Macadamia processor cracks into the latest sorting tech

Friday, 17 December, 2021 | Supplied by: TOMRA Sorting Solutions Pty Ltd

Macadamia processor cracks into the latest sorting tech

When a group of South African macadamia farmers decided 20 years ago to collaborate in processing and marketing their crops themselves, they initiated a strategy that would prove successful.

Anticipating the need to produce macadamias in even greater quantities while ensuring quality, Golden Macadamias is expanding its factory near Johannesburg with the goal to be operational in the 2022 season.
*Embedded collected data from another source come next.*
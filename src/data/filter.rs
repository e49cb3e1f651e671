use std::fmt;

use super::error::InvalidQuadrantError;
use super::model::{RiskQuadrant, Table, TaxpayerRecord, LIKELY_DEFAULT_SCORE};

// ---------------------------------------------------------------------------
// Filter mode
// ---------------------------------------------------------------------------

/// Which rows of the table the user wants to see.
#[derive(Debug, Clone, Copy, PartialEq, Eq, Default)]
pub enum FilterMode {
    #[default]
    All,
    /// `prediction_score > 50`; a score of exactly 50 is excluded.
    LikelyToDefault,
    ByQuadrant(RiskQuadrant),
}

impl fmt::Display for FilterMode {
    fn fmt(&self, f: &mut fmt::Formatter<'_>) -> fmt::Result {
        match self {
            FilterMode::All => f.write_str("All Records"),
            FilterMode::LikelyToDefault => f.write_str("Likely to Default (Score > 50%)"),
            FilterMode::ByQuadrant(q) => write!(f, "By Risk Quadrant: {q}"),
        }
    }
}

// ---------------------------------------------------------------------------
// Summary
// ---------------------------------------------------------------------------

/// Aggregates over a filtered row set.
///
/// For an empty set `mean_score` and `revenue_sum` are reported as 0 and
/// `empty` is set, rather than propagating NaN.
#[derive(Debug, Clone, Copy, PartialEq, Default)]
pub struct Summary {
    pub count: usize,
    pub mean_score: f64,
    pub revenue_sum: f64,
    pub empty: bool,
}

// ---------------------------------------------------------------------------
// Filtering
// ---------------------------------------------------------------------------

/// Return indices of rows that match `mode`, in table order.
///
/// Fails when a quadrant filter names a quadrant no row carries.
pub fn matching_indices(
    table: &Table,
    mode: &FilterMode,
) -> Result<Vec<usize>, InvalidQuadrantError> {
    if let FilterMode::ByQuadrant(q) = *mode {
        if !table.rows.iter().any(|r| r.risk_quadrant == q) {
            return Err(InvalidQuadrantError {
                label: q.label().to_string(),
            });
        }
    }

    let keep = |r: &TaxpayerRecord| match *mode {
        FilterMode::All => true,
        FilterMode::LikelyToDefault => r.prediction_score > LIKELY_DEFAULT_SCORE,
        FilterMode::ByQuadrant(q) => r.risk_quadrant == q,
    };

    Ok(table
        .rows
        .iter()
        .enumerate()
        .filter(|(_, r)| keep(*r))
        .map(|(i, _)| i)
        .collect())
}

/// Count, mean score and summed revenue over `rows`.
pub fn summarize<'a, I>(rows: I) -> Summary
where
    I: IntoIterator<Item = &'a TaxpayerRecord>,
{
    let (count, score_sum, revenue_sum) = rows.into_iter().fold((0usize, 0.0, 0.0), |acc, r| {
        (acc.0 + 1, acc.1 + r.prediction_score, acc.2 + r.annual_revenue_usd)
    });

    if count == 0 {
        return Summary {
            empty: true,
            ..Summary::default()
        };
    }
    Summary {
        count,
        mean_score: score_sum / count as f64,
        revenue_sum,
        empty: false,
    }
}

/// Apply `mode` to `table`, returning the matching rows and their summary.
pub fn filter(table: &Table, mode: &FilterMode) -> Result<(Table, Summary), InvalidQuadrantError> {
    let indices = matching_indices(table, mode)?;
    let subset = table.subset(&indices);
    let summary = summarize(&subset.rows);
    Ok((subset, summary))
}
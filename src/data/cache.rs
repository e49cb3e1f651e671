use std::collections::HashMap;
use std::path::{Path, PathBuf};
use std::sync::Arc;
use std::time::SystemTime;

use super::error::DataSourceError;
use super::loader;
use super::model::Table;

/// What a file looked like on disk when it was loaded.
#[derive(Debug, Clone, Copy, PartialEq, Eq)]
pub struct FileSignature {
    pub len: u64,
    pub modified: Option<SystemTime>,
}

impl FileSignature {
    pub fn of(path: &Path) -> Result<Self, DataSourceError> {
        let meta = std::fs::metadata(path).map_err(|source| {
            if source.kind() == std::io::ErrorKind::NotFound {
                DataSourceError::NotFound {
                    path: path.to_path_buf(),
                }
            } else {
                DataSourceError::Io {
                    path: path.to_path_buf(),
                    source,
                }
            }
        })?;
        Ok(FileSignature {
            len: meta.len(),
            modified: meta.modified().ok(),
        })
    }
}

struct CachedTable {
    signature: FileSignature,
    table: Arc<Table>,
}

/// Memoizes [`loader::load`] per path for as long as the file is unchanged.
///
/// The dashboard asks for the table on every interaction; only a changed
/// file signature (size or modification time) triggers a fresh load.
/// Failed loads are never stored.
#[derive(Default)]
pub struct DatasetCache {
    entries: HashMap<PathBuf, CachedTable>,
}

impl DatasetCache {
    pub fn new() -> Self {
        Self::default()
    }

    /// Return the table for `path`, loading it only if it is new or has changed.
    pub fn get_or_load(&mut self, path: &Path) -> Result<Arc<Table>, DataSourceError> {
        let key = cache_key(path);
        let signature = match FileSignature::of(path) {
            Ok(sig) => sig,
            Err(e) => {
                self.entries.remove(&key);
                return Err(e);
            }
        };

        if let Some(cached) = self.entries.get(&key) {
            if cached.signature == signature {
                log::debug!("Dataset cache hit for {}", path.display());
                return Ok(Arc::clone(&cached.table));
            }
            log::debug!("{} changed on disk, reloading", path.display());
        } else {
            log::debug!("Dataset cache miss for {}", path.display());
        }

        let table = Arc::new(loader::load(path)?);
        self.entries.insert(
            key,
            CachedTable {
                signature,
                table: Arc::clone(&table),
            },
        );
        Ok(table)
    }

    /// Drop the entry for `path`; the next request reloads it.
    pub fn invalidate(&mut self, path: &Path) -> bool {
        self.entries.remove(&cache_key(path)).is_some()
    }

    pub fn clear(&mut self) {
        self.entries.clear();
    }

    pub fn len(&self) -> usize {
        self.entries.len()
    }

    pub fn is_empty(&self) -> bool {
        self.entries.is_empty()
    }
}

fn cache_key(path: &Path) -> PathBuf {
    path.canonicalize().unwrap_or_else(|_| path.to_path_buf())
}

#[cfg(test)]
mod tests {
    use std::io::Write;

    use super::*;

    const CSV: &str = "taxpayer_name,taxpayer_id,sector,region,annual_revenue_usd,late_filings_last_12m,fiscal_device_uptime_pct,vat_to_sales_ratio,outstanding_debt_zig,previous_audit_violations,prediction_score\n\
                       Acme,T1,Retail,Harare,1000,2,95.0,0.10,0,1,80\n";

    fn write(path: &Path, contents: &str) {
        let mut f = std::fs::File::create(path).unwrap();
        f.write_all(contents.as_bytes()).unwrap();
    }

    #[test]
    fn unchanged_file_is_served_from_cache() {
        let dir = tempfile::tempdir().unwrap();
        let path = dir.path().join("data.csv");
        write(&path, CSV);

        let mut cache = DatasetCache::new();
        let first = cache.get_or_load(&path).unwrap();
        let second = cache.get_or_load(&path).unwrap();
        assert!(Arc::ptr_eq(&first, &second));
        assert_eq!(cache.len(), 1);
    }

    #[test]
    fn changed_file_is_reloaded() {
        let dir = tempfile::tempdir().unwrap();
        let path = dir.path().join("data.csv");
        write(&path, CSV);

        let mut cache = DatasetCache::new();
        let first = cache.get_or_load(&path).unwrap();
        write(&path, &format!("{CSV}Beta,T2,Mining,Bulawayo,500,0,99.5,0.20,150.5,0,40\n"));
        let second = cache.get_or_load(&path).unwrap();

        assert!(!Arc::ptr_eq(&first, &second));
        assert_eq!(second.len(), 2);
    }

    #[test]
    fn invalidate_forces_reload() {
        let dir = tempfile::tempdir().unwrap();
        let path = dir.path().join("data.csv");
        write(&path, CSV);

        let mut cache = DatasetCache::new();
        let first = cache.get_or_load(&path).unwrap();
        assert!(cache.invalidate(&path));
        assert!(!cache.invalidate(&path));
        let second = cache.get_or_load(&path).unwrap();
        assert!(!Arc::ptr_eq(&first, &second));
        assert_eq!(*first, *second);
    }

    #[test]
    fn failures_are_not_cached() {
        let dir = tempfile::tempdir().unwrap();
        let path = dir.path().join("data.csv");
        write(&path, "taxpayer_name\nAcme\n");

        let mut cache = DatasetCache::new();
        assert!(cache.get_or_load(&path).is_err());
        assert!(cache.is_empty());

        std::fs::remove_file(&path).unwrap();
        assert!(matches!(
            cache.get_or_load(&path),
            Err(DataSourceError::NotFound { .. })
        ));
    }
}
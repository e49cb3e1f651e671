pub mod panels;
pub mod plot;
pub mod table;
/// Data layer: core types, loading, caching, and filtering.
///
/// Architecture:
/// ```text
///  zimra_data.csv
///        │
///        ▼
///   ┌──────────┐
///   │  loader   │  read_records → augment (revenue threshold, quadrants)
///   └──────────┘
///        │            ┌──────────┐
///        ├───────────▶│  cache    │  memoized per path + file signature
///        ▼            └──────────┘
///   ┌──────────────┐
///   │    Table      │  Vec<TaxpayerRecord>, revenue threshold
///   └──────────────┘
///        │
///        ▼
///   ┌──────────┐
///   │  filter   │  FilterMode → filtered Table + Summary
///   └──────────┘
///        │
///        ▼
///   ┌───────────┐
///   │ breakdown  │  score ordering, region/sector bars
///   └───────────┘
/// ```

pub mod breakdown;
pub mod cache;
pub mod error;
pub mod filter;
pub mod loader;
pub mod model;
use audit_command_center::color::quadrant_color;
use audit_command_center::data::model::FeatureColumn;
use audit_command_center::state::{AppState, SelectionMode};
use eframe::egui::{self, Color32, RichText, Ui};

// ---------------------------------------------------------------------------
// Left side panel – audit selection widgets
// ---------------------------------------------------------------------------

/// Render the left selection panel.
pub fn side_panel(ui: &mut Ui, state: &mut AppState) {
    ui.heading("Audit Selection");
    ui.label("Configure your audit criteria below.");
    ui.separator();

    if state.table.is_none() {
        ui.label("No dataset loaded.");
        return;
    }

    // ---- Feature selector ----
    ui.strong("Inspect feature");
    let mut feature = state.feature;
    egui::ComboBox::from_id_salt("feature")
        .selected_text(feature.name())
        .width(ui.available_width())
        .show_ui(ui, |ui: &mut Ui| {
            for col in FeatureColumn::ALL {
                ui.selectable_value(&mut feature, col, col.name());
            }
        });
    if feature != state.feature {
        state.set_feature(feature);
    }
    ui.separator();

    // ---- Selection mode ----
    ui.strong("Selection mode");
    let mut mode = state.mode;
    for m in SelectionMode::ALL {
        ui.radio_value(&mut mode, m, m.label());
    }
    if mode != state.mode {
        state.set_mode(mode);
    }

    // ---- Quadrant selector (quadrant mode only) ----
    if state.mode == SelectionMode::ByQuadrant {
        ui.add_space(6.0);
        ui.strong("Choose quadrant");
        let choices = state.quadrant_choices();
        let mut quadrant = state.quadrant;
        let selected_text = quadrant
            .map(|q| format!("{} {q}", q.icon()))
            .unwrap_or_default();
        egui::ComboBox::from_id_salt("quadrant")
            .selected_text(selected_text)
            .width(ui.available_width())
            .show_ui(ui, |ui: &mut Ui| {
                for q in choices {
                    let text = RichText::new(format!("{} {q}", q.icon())).color(quadrant_color(q));
                    ui.selectable_value(&mut quadrant, Some(q), text);
                }
            });
        if let Some(q) = quadrant.filter(|q| Some(*q) != state.quadrant) {
            state.set_quadrant(q);
        }
    }
}

// ---------------------------------------------------------------------------
// KPI row
// ---------------------------------------------------------------------------

/// Selected cases, average score and revenue at stake.
pub fn kpi_row(ui: &mut Ui, state: &AppState) {
    ui.heading("Risk Intelligence Portal");
    ui.add_space(4.0);

    let summary = &state.summary;
    let avg = if summary.empty {
        "–".to_string()
    } else {
        format!("{:.1}%", summary.mean_score)
    };

    ui.columns(3, |cols| {
        metric(&mut cols[0], "Selected Cases", &summary.count.to_string());
        metric(&mut cols[1], "Avg. Risk Score", &avg);
        metric(&mut cols[2], "Revenue at Stake", &format_usd(summary.revenue_sum));
    });
}

fn metric(ui: &mut Ui, label: &str, value: &str) {
    egui::Frame::group(ui.style()).show(ui, |ui: &mut Ui| {
        ui.set_min_width(ui.available_width());
        ui.label(RichText::new(label).small());
        ui.label(RichText::new(value).size(24.0).strong());
    });
}

/// `$1,234,568` style: dollar sign, thousands separators, no cents.
pub fn format_usd(amount: f64) -> String {
    let rounded = amount.round();
    let digits = format!("{:.0}", rounded.abs());
    let mut grouped = String::with_capacity(digits.len() + digits.len() / 3);
    for (i, ch) in digits.chars().enumerate() {
        if i > 0 && (digits.len() - i) % 3 == 0 {
            grouped.push(',');
        }
        grouped.push(ch);
    }
    if rounded < 0.0 {
        format!("-${grouped}")
    } else {
        format!("${grouped}")
    }
}

// ---------------------------------------------------------------------------
// Top bar
// ---------------------------------------------------------------------------

/// Render the top menu / toolbar.
pub fn top_bar(ui: &mut Ui, state: &mut AppState) {
    egui::menu::bar(ui, |ui: &mut Ui| {
        ui.menu_button("File", |ui: &mut Ui| {
            if ui.button("Open…").clicked() {
                open_file_dialog(state);
                ui.close_menu();
            }
            if ui.button("Reload").clicked() {
                state.reload();
                ui.close_menu();
            }
        });

        ui.separator();

        if let Some(table) = &state.table {
            ui.label(format!(
                "{} taxpayers loaded, {} selected",
                table.len(),
                state.summary.count
            ));
        }

        if let Some(msg) = &state.status_message {
            ui.separator();
            ui.label(RichText::new(msg).color(Color32::RED));
        }
    });
}

// ---------------------------------------------------------------------------
// File dialog
// ---------------------------------------------------------------------------

pub fn open_file_dialog(state: &mut AppState) {
    let file = rfd::FileDialog::new()
        .set_title("Open taxpayer risk data")
        .add_filter("CSV", &["csv"])
        .pick_file();

    if let Some(path) = file {
        log::info!("Opening {}", path.display());
        state.open(&path);
    }
}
The company has invested in the TOMRA 5C premium optical sorting machine, which has been explicitly developed for nut and dried fruit applications. When this machine is combined with TOMRA’s unique Biometric Signature Identification (BSI) scanning technology, it can also be used to detect and eject product defects.

Macadamias are still seen as a young industry and comprise about 1–2% of the total world tree nut basket, with almonds, walnuts, pistachios, cashews and hazelnuts contributing 95%.

Norman Smith, Area Sales Manager Africa, TOMRA Food, said: “Today 98% of the macadamia crop is exported. Approximately 55% of South Africa’s macadamias are sold to the kernel market, mostly for export to the USA, Europe and Asia. The other 45% goes to the in-shell market, some for sale domestically but mostly for export to China, where consumers prefer to crack the shells themselves. It is the kernel market which demands the greatest product quality.”

A mix of manual and automated sorting

Macadamia nuts are harvested after they have fallen naturally to the ground. The first task is to remove the green outer husks, then the nuts in their shells are sorted to remove foreign materials and defective products. After this, the nuts are graded by size. Because two-thirds of each nut comprises shell, processors have to deal with an extremely high defect level after cracking the nuts.

Significant quantities of shell must be moved removed to clean up the kernel. Some macadamia sorting is still done the traditional way, by hand. In addition to grading being done manually, nuts are put into a water bath early in the production process, where only the unwanted immature and underdeveloped nuts float to the surface and can be manually removed. But human sorters are unavoidably subjective, imperfect and more vulnerable to error when tired or bored.

Manual sorting can also diminish product quality because handling kernels makes them oilier. To minimise these drawbacks, Golden Macadamias complements the sorting tasks that have to be done manually with sorting wherever possible by machines. Unlike human beings, automated sorters can assess nuts objectively, accurately, consistently and at speed for hour after hour without any deterioration in efficiency. What’s more, mechanical sorters can detect and eject a vast range of in-shell defects invisible to the human eye. Product quality is enhanced through these automated capabilities, throughput is high, food waste minimised and yield improved.

Golden Macadamias employs TOMRA’s BSI technology after the nuts are cracked and before they are manually graded.

Peter Edmondson, General Manager at Golden Macadamias, commented: “Our partnership with TOMRA has proved strong throughout the years. It has allowed us to pioneer the ideal processing solution for the macadamias market, where we continuously develop new solutions and technologies.”

The TOMRA 3C eliminates foreign materials, including stones, shells and sticks, and, depending on the sorting process, can achieve an efficiency of up to 99.5% purity. It is also suited to separating shell from kernel with a low giveaway. The machine is capable of sorting more than 20 tons of nuts per hour.

The TOMRA 3C can also be used in a second position on the line to remove major discolorations, rotten and mouldy kernel, and any remaining shell. The TOMRA BSI+ technology can then scan materials with both near-infrared (NIR) and visible spectrum wavelengths. This instantly compares the biometric characteristics of objects to features stored in its database to determine whether they should be accepted or rejected.

Edmondson said: “As well as identifying the hard-to-find defects, TOMRA’s BSI technology has increased factory throughput by 10%. This means the payback period for the technology will be no longer than about two years.”

These results convinced Golden Macadamias to purchase the recently launched successor to the Nimbus, the TOMRA 5C, the latest platform to use BSI+ Technology.